Finally, Shinji Ono provided the class and creativity that unlocked so many games. Where Hersi ran like an Energizer bunny, Ono calmly caressed the ball like it was his most valuable companion, teeing up his teammates with countless assists, and chipping in with plenty of important goals himself.
While there will always be good players leaving in a salary cap based competition, the failure to adequately replace these four players was Popovic’s biggest blunder.
Aaron Mooy was initially not replaced at all. In the January transfer window, he was finally replaced by Kearyn Baccus, a NSW National Premier League (NPL) player.
Jerome Polenz was replaced by Daniel Mullen, a player notably more suited to a central defensive position. Mullen was released in the January transfer window.
Youssouf Hersi was replaced by Romeo Castelen, arguably the only key player that was adequately replaced. While more skilful than Hersi, he lacks the former’s work-rate and strength and has been hampered by injury.
Shinji Ono was replaced by Vitor Saba, a player Popovic apparently chased for two years. Six months later, he was released without a whisper, rumours of a falling out between player and coach rife.
Saba was then replaced by Nick Kalmar, a player who never held down a regular starting position at Melbourne City, nee Heart.
Other players departed and arrived as well. Inaugural captain Michael Beauchamp was replaced by Brendan Hamill, and Dean Bouzanis was brought in to replace fan favourite Jerrad Tyson.
Left-back Seyi Adeleke was another out the door in January, just months after Popovic recruited him from Italian Serie A club Lazio. He remains a free agent, unable to secure a contract elsewhere.
Hyped recruit Nikita Rukavytsya has also completely failed to make an impact, scoring just three goals in 22 games and frustrating fans with his consistent lack of end product.

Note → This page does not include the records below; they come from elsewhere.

//! Entity store abstraction and its PostgreSQL implementation.
//!
//! Every engine operation runs inside a single [`StoreTx`]. A transaction is
//! applied by [`StoreTx::commit`]; dropping it without committing discards
//! every write made through it.
#![allow(clippy::needless_raw_string_hashes)]

use async_trait::async_trait;
use sqlx::{PgPool, Postgres, Row, Transaction, postgres::PgRow};
use thiserror::Error;

use crate::bracket::models::{
    BracketSlot, Competitor, Group, SlotFilter, SlotId, SlotSpec, SlotUpdate, Tournament,
    TournamentId,
};

/// Storage errors
#[derive(Debug, Error)]
pub enum StoreError {
    /// Record addressed by ID does not exist
    #[error("{entity} not found: {id}")]
    NotFound { entity: &'static str, id: i64 },

    /// Write rejected by a store constraint
    #[error("Constraint violation: {0}")]
    Constraint(String),

    /// Database error
    #[error("Database error: {0}")]
    Database(#[from] sqlx::Error),
}

/// Result type for store operations
pub type StoreResult<T> = Result<T, StoreError>;

/// Durable store for tournaments, competitors and bracket slots
#[async_trait]
pub trait BracketStore: Send + Sync {
    /// Open a transaction
    async fn begin(&self) -> StoreResult<Box<dyn StoreTx>>;

    /// Check that the store is reachable
    async fn health_check(&self) -> StoreResult<()>;
}

/// Transaction-scoped store handle
#[async_trait]
pub trait StoreTx: Send {
    /// Create a tournament
    async fn create_tournament(&mut self, name: &str) -> StoreResult<Tournament>;

    /// Get a tournament by ID
    async fn get_tournament(&mut self, id: TournamentId) -> StoreResult<Option<Tournament>>;

    /// Get a tournament by ID and hold it exclusively until the transaction ends
    async fn lock_tournament(&mut self, id: TournamentId) -> StoreResult<Option<Tournament>>;

    /// List tournaments, optionally filtered by case-insensitive name substring
    async fn search_tournaments(&mut self, name: Option<&str>) -> StoreResult<Vec<Tournament>>;

    /// Mark a tournament as bracketed
    async fn set_bracketed(&mut self, id: TournamentId) -> StoreResult<()>;

    /// Mark a tournament as finalized
    async fn set_finalized(&mut self, id: TournamentId) -> StoreResult<()>;

    /// Overwrite the cached competitor count
    async fn set_competitor_count(&mut self, id: TournamentId, count: i64) -> StoreResult<()>;

    /// Register a competitor
    async fn create_competitor(
        &mut self,
        name: &str,
        tournament_id: TournamentId,
    ) -> StoreResult<Competitor>;

    /// Competitors of a tournament in registration order
    async fn list_competitors(&mut self, tournament_id: TournamentId)
    -> StoreResult<Vec<Competitor>>;

    /// Number of competitors of a tournament
    async fn count_competitors(&mut self, tournament_id: TournamentId) -> StoreResult<i64>;

    /// Create slots, in order
    async fn create_slots(&mut self, specs: &[SlotSpec]) -> StoreResult<Vec<BracketSlot>>;

    /// Get a slot by ID
    async fn get_slot(&mut self, id: SlotId) -> StoreResult<Option<BracketSlot>>;

    /// Slots of a tournament matching `filter`, ordered by ID
    async fn find_slots(
        &mut self,
        tournament_id: TournamentId,
        filter: &SlotFilter,
    ) -> StoreResult<Vec<BracketSlot>>;

    /// Apply a partial update and return the updated slot
    async fn update_slot(&mut self, id: SlotId, update: &SlotUpdate) -> StoreResult<BracketSlot>;

    /// Apply every write made through this transaction
    async fn commit(self: Box<Self>) -> StoreResult<()>;
}

const TOURNAMENT_COLUMNS: &str =
    "id, name, competitor_count, is_bracketed, is_finalized, created_at";

const SLOT_COLUMNS: &str = "id, tournament_id, round, grp, competitor_a, competitor_b, \
     score_a, score_b, winner, is_bye, bye_resolved";

fn tournament_from_row(row: &PgRow) -> Tournament {
    Tournament {
        id: row.get("id"),
        name: row.get("name"),
        competitor_count: row.get("competitor_count"),
        is_bracketed: row.get("is_bracketed"),
        is_finalized: row.get("is_finalized"),
        created_at: row.get::<chrono::NaiveDateTime, _>("created_at").and_utc(),
    }
}

fn slot_from_row(row: &PgRow) -> StoreResult<BracketSlot> {
    let grp: String = row.get("grp");
    let group = Group::parse(&grp)
        .ok_or_else(|| StoreError::Constraint(format!("unknown bracket group '{grp}'")))?;

    Ok(BracketSlot {
        id: row.get("id"),
        tournament_id: row.get("tournament_id"),
        round: row.get("round"),
        group,
        competitor_a: row.get("competitor_a"),
        competitor_b: row.get("competitor_b"),
        score_a: row.get("score_a"),
        score_b: row.get("score_b"),
        winner: row.get("winner"),
        is_bye: row.get("is_bye"),
        bye_resolved: row.get("bye_resolved"),
    })
}

/// PostgreSQL implementation of `BracketStore`
#[derive(Clone)]
pub struct PgBracketStore {
    pool: PgPool,
}

impl PgBracketStore {
    /// Create a store over an existing pool
    pub fn new(pool: PgPool) -> Self {
        Self { pool }
    }
}

#[async_trait]
impl BracketStore for PgBracketStore {
    async fn begin(&self) -> StoreResult<Box<dyn StoreTx>> {
        let tx = self.pool.begin().await?;
        Ok(Box::new(PgStoreTx { tx }))
    }

    async fn health_check(&self) -> StoreResult<()> {
        sqlx::query("SELECT 1").execute(&self.pool).await?;
        Ok(())
    }
}

/// Open PostgreSQL transaction. Rolled back on drop unless committed.
pub struct PgStoreTx {
    tx: Transaction<'static, Postgres>,
}

impl PgStoreTx {
    async fn fetch_tournament(
        &mut self,
        id: TournamentId,
        for_update: bool,
    ) -> StoreResult<Option<Tournament>> {
        let sql = format!(
            "SELECT {TOURNAMENT_COLUMNS} FROM tournaments WHERE id = $1{}",
            if for_update { " FOR UPDATE" } else { "" }
        );
        let row = sqlx::query(&sql)
            .bind(id)
            .fetch_optional(&mut *self.tx)
            .await?;

        Ok(row.as_ref().map(tournament_from_row))
    }

    async fn update_tournament_flag(&mut self, id: TournamentId, sql: &str) -> StoreResult<()> {
        let result = sqlx::query(sql).bind(id).execute(&mut *self.tx).await?;
        if result.rows_affected() == 0 {
            return Err(StoreError::NotFound {
                entity: "tournament",
                id,
            });
        }
        Ok(())
    }
}

#[async_trait]
impl StoreTx for PgStoreTx {
    async fn create_tournament(&mut self, name: &str) -> StoreResult<Tournament> {
        let sql =
            format!("INSERT INTO tournaments (name) VALUES ($1) RETURNING {TOURNAMENT_COLUMNS}");
        let row = sqlx::query(&sql)
            .bind(name)
            .fetch_one(&mut *self.tx)
            .await?;

        Ok(tournament_from_row(&row))
    }

    async fn get_tournament(&mut self, id: TournamentId) -> StoreResult<Option<Tournament>> {
        self.fetch_tournament(id, false).await
    }

    async fn lock_tournament(&mut self, id: TournamentId) -> StoreResult<Option<Tournament>> {
        self.fetch_tournament(id, true).await
    }

    async fn search_tournaments(&mut self, name: Option<&str>) -> StoreResult<Vec<Tournament>> {
        let rows = match name {
            Some(name) => {
                let sql = format!(
                    "SELECT {TOURNAMENT_COLUMNS} FROM tournaments WHERE name ILIKE $1 ORDER BY id"
                );
                sqlx::query(&sql)
                    .bind(format!("%{name}%"))
                    .fetch_all(&mut *self.tx)
                    .await?
            }
            None => {
                let sql = format!("SELECT {TOURNAMENT_COLUMNS} FROM tournaments ORDER BY id");
                sqlx::query(&sql).fetch_all(&mut *self.tx).await?
            }
        };

        Ok(rows.iter().map(tournament_from_row).collect())
    }

    async fn set_bracketed(&mut self, id: TournamentId) -> StoreResult<()> {
        self.update_tournament_flag(id, "UPDATE tournaments SET is_bracketed = TRUE WHERE id = $1")
            .await
    }

    async fn set_finalized(&mut self, id: TournamentId) -> StoreResult<()> {
        self.update_tournament_flag(id, "UPDATE tournaments SET is_finalized = TRUE WHERE id = $1")
            .await
    }

    async fn set_competitor_count(&mut self, id: TournamentId, count: i64) -> StoreResult<()> {
        let result = sqlx::query("UPDATE tournaments SET competitor_count = $1 WHERE id = $2")
            .bind(count)
            .bind(id)
            .execute(&mut *self.tx)
            .await?;

        if result.rows_affected() == 0 {
            return Err(StoreError::NotFound {
                entity: "tournament",
                id,
            });
        }
        Ok(())
    }

    async fn create_competitor(
        &mut self,
        name: &str,
        tournament_id: TournamentId,
    ) -> StoreResult<Competitor> {
        let row = sqlx::query(
            r#"
            INSERT INTO competitors (name, tournament_id)
            VALUES ($1, $2)
            RETURNING id, name, tournament_id
            "#,
        )
        .bind(name)
        .bind(tournament_id)
        .fetch_one(&mut *self.tx)
        .await
        .map_err(|e| match e {
            sqlx::Error::Database(db) if db.is_foreign_key_violation() => StoreError::NotFound {
                entity: "tournament",
                id: tournament_id,
            },
            other => StoreError::Database(other),
        })?;

        Ok(Competitor {
            id: row.get("id"),
            name: row.get("name"),
            tournament_id: row.get("tournament_id"),
        })
    }

    async fn list_competitors(
        &mut self,
        tournament_id: TournamentId,
    ) -> StoreResult<Vec<Competitor>> {
        let rows = sqlx::query(
            "SELECT id, name, tournament_id FROM competitors WHERE tournament_id = $1 ORDER BY id",
        )
        .bind(tournament_id)
        .fetch_all(&mut *self.tx)
        .await?;

        Ok(rows
            .into_iter()
            .map(|row| Competitor {
                id: row.get("id"),
                name: row.get("name"),
                tournament_id: row.get("tournament_id"),
            })
            .collect())
    }

    async fn count_competitors(&mut self, tournament_id: TournamentId) -> StoreResult<i64> {
        let row = sqlx::query("SELECT COUNT(*) AS total FROM competitors WHERE tournament_id = $1")
            .bind(tournament_id)
            .fetch_one(&mut *self.tx)
            .await?;

        Ok(row.get("total"))
    }

    async fn create_slots(&mut self, specs: &[SlotSpec]) -> StoreResult<Vec<BracketSlot>> {
        let sql = format!(
            r#"
            INSERT INTO bracket_slots
                (tournament_id, round, grp, competitor_a, competitor_b, winner, is_bye)
            VALUES ($1, $2, $3, $4, $5, $6, $7)
            RETURNING {SLOT_COLUMNS}
            "#
        );

        let mut created = Vec::with_capacity(specs.len());
        for spec in specs {
            let row = sqlx::query(&sql)
                .bind(spec.tournament_id)
                .bind(spec.round)
                .bind(spec.group.as_str())
                .bind(spec.competitor_a)
                .bind(spec.competitor_b)
                .bind(spec.winner)
                .bind(spec.is_bye)
                .fetch_one(&mut *self.tx)
                .await
                .map_err(|e| match e {
                    sqlx::Error::Database(db) if db.is_unique_violation() => {
                        StoreError::Constraint(db.message().to_string())
                    }
                    other => StoreError::Database(other),
                })?;
            created.push(slot_from_row(&row)?);
        }

        Ok(created)
    }

    async fn get_slot(&mut self, id: SlotId) -> StoreResult<Option<BracketSlot>> {
        let sql = format!("SELECT {SLOT_COLUMNS} FROM bracket_slots WHERE id = $1");
        let row = sqlx::query(&sql)
            .bind(id)
            .fetch_optional(&mut *self.tx)
            .await?;

        row.as_ref().map(slot_from_row).transpose()
    }

    async fn find_slots(
        &mut self,
        tournament_id: TournamentId,
        filter: &SlotFilter,
    ) -> StoreResult<Vec<BracketSlot>> {
        let sql = format!(
            r#"
            SELECT {SLOT_COLUMNS} FROM bracket_slots
            WHERE tournament_id = $1
              AND ($2::INTEGER IS NULL OR round = $2)
              AND ($3::TEXT IS NULL OR grp = $3)
              AND ($4::BOOLEAN IS NULL OR is_bye = $4)
            ORDER BY id
            "#
        );
        let rows = sqlx::query(&sql)
            .bind(tournament_id)
            .bind(filter.round)
            .bind(filter.group.map(|g| g.as_str()))
            .bind(filter.is_bye)
            .fetch_all(&mut *self.tx)
            .await?;

        rows.iter().map(slot_from_row).collect()
    }

    async fn update_slot(&mut self, id: SlotId, update: &SlotUpdate) -> StoreResult<BracketSlot> {
        let sql = format!(
            r#"
            UPDATE bracket_slots SET
                competitor_a = COALESCE($2, competitor_a),
                competitor_b = COALESCE($3, competitor_b),
                score_a = COALESCE($4, score_a),
                score_b = COALESCE($5, score_b),
                winner = COALESCE($6, winner),
                is_bye = COALESCE($7, is_bye),
                bye_resolved = COALESCE($8, bye_resolved)
            WHERE id = $1
            RETURNING {SLOT_COLUMNS}
            "#
        );
        let row = sqlx::query(&sql)
            .bind(id)
            .bind(update.competitor_a)
            .bind(update.competitor_b)
            .bind(update.scores.map(|(a, _)| a))
            .bind(update.scores.map(|(_, b)| b))
            .bind(update.winner)
            .bind(update.is_bye)
            .bind(update.bye_resolved)
            .fetch_optional(&mut *self.tx)
            .await?
            .ok_or(StoreError::NotFound { entity: "slot", id })?;

        slot_from_row(&row)
    }

    async fn commit(self: Box<Self>) -> StoreResult<()> {
        self.tx.commit().await?;
        Ok(())
    }
}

Admittedly, not every signing has been a failure. Kerem Bulut has been a revelation since initially signing an ACL contract. However, there’s speculation his stay will be a short-lived one thanks offers from both rival A-League clubs and overseas outfits.
Japanese duo Yojiro Takahagi and Yusuke Tanaka have added spark, though neither has consistently proved their worth.
It remains to be seen whether Tanaka is good enough to command a foreign roster spot, and Takahagi has been deployed as a deep lying playmaker instead of his natural position as a number 10.
Recruitment is often a gamble and every coach will make mistakes. Not every signing will work out, and not every decision made will be the correct one.
However, in a salary capped league with a specific allocation of foreign player squad positions, recruitment is everything in the A-League.
A couple of good signings will go a long way towards a successful season. A couple of bad ones can easily end in disaster.
Just ask Tony Popovic.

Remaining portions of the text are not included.